### [WHAT IS NEEDED]
In the data that follows, find each line containing "FailMode" and copy it.

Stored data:
════════════════════

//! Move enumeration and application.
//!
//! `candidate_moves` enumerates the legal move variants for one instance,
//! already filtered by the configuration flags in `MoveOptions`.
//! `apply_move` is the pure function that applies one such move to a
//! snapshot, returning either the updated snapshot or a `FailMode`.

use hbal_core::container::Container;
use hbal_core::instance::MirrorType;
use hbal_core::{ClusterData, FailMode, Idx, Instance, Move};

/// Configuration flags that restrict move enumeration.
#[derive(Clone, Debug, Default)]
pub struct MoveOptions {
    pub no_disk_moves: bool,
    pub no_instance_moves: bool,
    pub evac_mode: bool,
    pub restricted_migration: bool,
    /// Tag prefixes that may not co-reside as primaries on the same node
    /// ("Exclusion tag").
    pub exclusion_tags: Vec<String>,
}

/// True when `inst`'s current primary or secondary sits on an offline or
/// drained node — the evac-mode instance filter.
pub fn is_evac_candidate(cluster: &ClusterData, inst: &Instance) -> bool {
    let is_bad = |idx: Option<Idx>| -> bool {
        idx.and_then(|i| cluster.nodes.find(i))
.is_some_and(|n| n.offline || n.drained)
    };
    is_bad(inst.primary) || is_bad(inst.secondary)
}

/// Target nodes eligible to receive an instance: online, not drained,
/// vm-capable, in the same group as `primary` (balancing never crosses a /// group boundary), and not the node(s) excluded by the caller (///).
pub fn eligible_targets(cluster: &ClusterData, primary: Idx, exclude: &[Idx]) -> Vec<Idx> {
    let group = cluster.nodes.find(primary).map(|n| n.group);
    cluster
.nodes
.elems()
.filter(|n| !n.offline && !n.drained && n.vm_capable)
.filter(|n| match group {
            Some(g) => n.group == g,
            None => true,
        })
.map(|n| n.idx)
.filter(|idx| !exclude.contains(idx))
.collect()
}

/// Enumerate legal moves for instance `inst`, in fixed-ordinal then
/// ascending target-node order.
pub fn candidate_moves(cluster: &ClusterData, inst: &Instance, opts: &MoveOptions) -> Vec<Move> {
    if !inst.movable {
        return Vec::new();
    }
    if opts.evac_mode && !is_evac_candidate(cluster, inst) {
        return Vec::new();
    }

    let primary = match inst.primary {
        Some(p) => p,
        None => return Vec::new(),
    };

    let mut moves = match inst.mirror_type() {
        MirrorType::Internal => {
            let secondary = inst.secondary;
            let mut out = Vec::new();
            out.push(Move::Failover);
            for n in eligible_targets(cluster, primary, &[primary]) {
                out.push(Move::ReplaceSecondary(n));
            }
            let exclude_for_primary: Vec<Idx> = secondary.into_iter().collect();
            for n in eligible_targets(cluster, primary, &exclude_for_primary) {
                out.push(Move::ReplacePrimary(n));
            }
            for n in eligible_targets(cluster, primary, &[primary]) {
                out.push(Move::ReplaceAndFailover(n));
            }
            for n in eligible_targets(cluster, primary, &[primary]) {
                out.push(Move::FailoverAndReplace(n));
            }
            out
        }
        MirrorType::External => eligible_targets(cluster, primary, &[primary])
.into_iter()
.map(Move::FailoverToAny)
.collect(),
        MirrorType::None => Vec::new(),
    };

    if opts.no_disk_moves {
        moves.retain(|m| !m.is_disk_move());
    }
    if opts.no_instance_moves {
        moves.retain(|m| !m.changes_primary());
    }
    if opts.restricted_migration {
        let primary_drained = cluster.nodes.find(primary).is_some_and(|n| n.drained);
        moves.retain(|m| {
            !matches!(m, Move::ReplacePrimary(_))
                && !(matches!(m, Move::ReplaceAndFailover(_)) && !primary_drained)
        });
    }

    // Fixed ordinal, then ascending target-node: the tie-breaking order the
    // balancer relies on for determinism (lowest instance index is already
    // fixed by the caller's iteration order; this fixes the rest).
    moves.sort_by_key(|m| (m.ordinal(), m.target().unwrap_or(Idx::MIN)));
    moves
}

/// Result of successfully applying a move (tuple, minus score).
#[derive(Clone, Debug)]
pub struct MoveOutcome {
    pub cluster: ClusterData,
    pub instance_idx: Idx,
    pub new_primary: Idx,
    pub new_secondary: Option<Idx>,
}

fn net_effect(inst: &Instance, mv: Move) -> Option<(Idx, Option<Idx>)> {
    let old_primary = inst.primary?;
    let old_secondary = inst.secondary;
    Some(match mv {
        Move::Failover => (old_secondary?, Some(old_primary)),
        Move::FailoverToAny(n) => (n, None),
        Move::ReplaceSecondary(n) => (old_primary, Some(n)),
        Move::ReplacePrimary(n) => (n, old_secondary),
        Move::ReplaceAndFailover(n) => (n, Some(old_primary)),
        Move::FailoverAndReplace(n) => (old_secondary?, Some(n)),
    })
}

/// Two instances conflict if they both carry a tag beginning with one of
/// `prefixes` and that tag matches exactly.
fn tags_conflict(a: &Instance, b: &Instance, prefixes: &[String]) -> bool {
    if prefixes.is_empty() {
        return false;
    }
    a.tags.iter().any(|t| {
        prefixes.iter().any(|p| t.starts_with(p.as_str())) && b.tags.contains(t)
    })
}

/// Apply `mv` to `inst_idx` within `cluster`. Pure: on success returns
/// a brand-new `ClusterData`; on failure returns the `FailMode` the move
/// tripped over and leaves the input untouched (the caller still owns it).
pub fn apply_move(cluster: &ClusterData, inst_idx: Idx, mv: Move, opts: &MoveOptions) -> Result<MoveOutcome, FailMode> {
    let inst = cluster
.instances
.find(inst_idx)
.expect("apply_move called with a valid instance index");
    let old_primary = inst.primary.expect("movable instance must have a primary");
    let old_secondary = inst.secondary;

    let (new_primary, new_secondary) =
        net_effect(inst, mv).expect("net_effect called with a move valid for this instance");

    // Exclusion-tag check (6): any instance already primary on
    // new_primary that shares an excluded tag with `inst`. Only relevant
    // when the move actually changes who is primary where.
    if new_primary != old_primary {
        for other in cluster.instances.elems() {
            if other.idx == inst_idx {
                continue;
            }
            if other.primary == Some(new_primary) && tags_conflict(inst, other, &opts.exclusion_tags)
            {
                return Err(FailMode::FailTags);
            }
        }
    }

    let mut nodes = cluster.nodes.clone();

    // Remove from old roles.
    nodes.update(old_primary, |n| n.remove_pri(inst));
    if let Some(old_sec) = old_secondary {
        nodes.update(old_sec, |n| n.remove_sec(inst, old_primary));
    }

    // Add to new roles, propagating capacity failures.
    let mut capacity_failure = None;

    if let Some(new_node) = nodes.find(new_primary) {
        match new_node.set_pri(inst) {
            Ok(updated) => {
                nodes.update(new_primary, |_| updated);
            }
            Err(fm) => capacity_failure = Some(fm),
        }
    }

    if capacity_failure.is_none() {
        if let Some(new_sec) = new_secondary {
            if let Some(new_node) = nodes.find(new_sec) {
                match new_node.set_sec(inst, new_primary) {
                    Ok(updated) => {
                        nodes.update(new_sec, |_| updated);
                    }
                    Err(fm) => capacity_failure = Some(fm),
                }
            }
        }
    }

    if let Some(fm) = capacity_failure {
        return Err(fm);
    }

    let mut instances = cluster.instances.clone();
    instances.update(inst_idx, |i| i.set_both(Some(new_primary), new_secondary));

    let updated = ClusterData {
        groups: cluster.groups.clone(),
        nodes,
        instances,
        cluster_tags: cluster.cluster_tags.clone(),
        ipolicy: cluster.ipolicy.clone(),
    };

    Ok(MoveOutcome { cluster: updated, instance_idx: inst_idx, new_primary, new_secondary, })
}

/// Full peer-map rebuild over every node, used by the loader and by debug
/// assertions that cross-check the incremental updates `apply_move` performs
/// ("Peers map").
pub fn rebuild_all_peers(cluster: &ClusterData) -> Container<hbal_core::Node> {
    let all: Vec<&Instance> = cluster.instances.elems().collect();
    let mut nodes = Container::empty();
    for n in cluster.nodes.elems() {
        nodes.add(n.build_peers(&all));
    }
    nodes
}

════════════════════

### [SOLUTION TO THIS TASK]
//! snapshot, returning either the updated snapshot or a `FailMode`.
use hbal_core::{ClusterData, FailMode, Idx, Instance, Move};
/// a brand-new `ClusterData`; on failure returns the `FailMode` the move
pub fn apply_move(cluster: &ClusterData, inst_idx: Idx, mv: Move, opts: &MoveOptions) -> Result<MoveOutcome, FailMode> {
                return Err(FailMode::FailTags);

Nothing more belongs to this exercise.